×

Film Review: ‘An Evening With Beverly Luff Linn’

Big comedy stars enlisted in oddball Jim Hosking's follow-up to "The Greasy Strangler" — but audiences must have a high tolerance for kooks.

Director:
Jim Hosking
With:
Aubrey Plaza, Emile Hirsch, Jemaine Clement, Matt Berry, Craig Robinson.

1 hour 48 minutes

There’s a lie in the title of Jim Hosking’s “An Evening With Beverly Luff Linn.” To see what mysterious magic Craig Robinson’s non-verbal Beverly holds over his sold-out crowds, unhappy wife Lulu Danger (Aubrey Plaza) must spend several evenings at this strange small-town hotel dodging her husband Shane (Emile Hirsch) and the advances of a naïve gunman, Colin (Jemaine Clement), who’s helped her run off with her brother Adjay’s (Sam Dissanayake) cash. She’s miserable, but whether audiences will enjoy the wait depends on their appreciation for Hosking’s synthetic style where all the clothes are bad, all the characters are dingbats, and every scene is cluttered with snort-worthy absurdism.

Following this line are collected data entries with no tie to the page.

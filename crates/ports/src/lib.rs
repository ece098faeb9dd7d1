//! ports - 抽象 trait 层
//!
//! 定义过期键值存储的抽象接口，以及所有适配器共用的键模式与值解码

mod cache;
mod pattern;
mod pickle;
mod value;

pub use cache::*;
pub use pattern::*;
pub use value::*;
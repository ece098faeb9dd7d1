//! 应用层：审计列表与解封

pub mod lister;
pub mod revoker;

pub use lister::*;
pub use revoker::*;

Since his 2016 debut “The Greasy Strangler,” Hosking has specialized in terrariums of kooks. His brain works methodically. He’s no sloppy absurdist throwing whatever at the screen to see what sticks. Instead, Hosking gives rhythm to the madness. In “Greasy Strangler,” the back-beat was a repeated sequence where the Crisco-covered killer Big Ronnie strips nude and walks through a car wash. There’s a glimpse of a wild-haired man who could be Big Ronnie in the back of the coffee shop where Lulu makes cappuccinos until her boss and spouse Shane fires her in favor of dimwits Carl (Sky Elobar) and Tyrone (Zach Cherry). But in a Hosking film, every character — even the extras — is at once bizarrely unique and part of a clan.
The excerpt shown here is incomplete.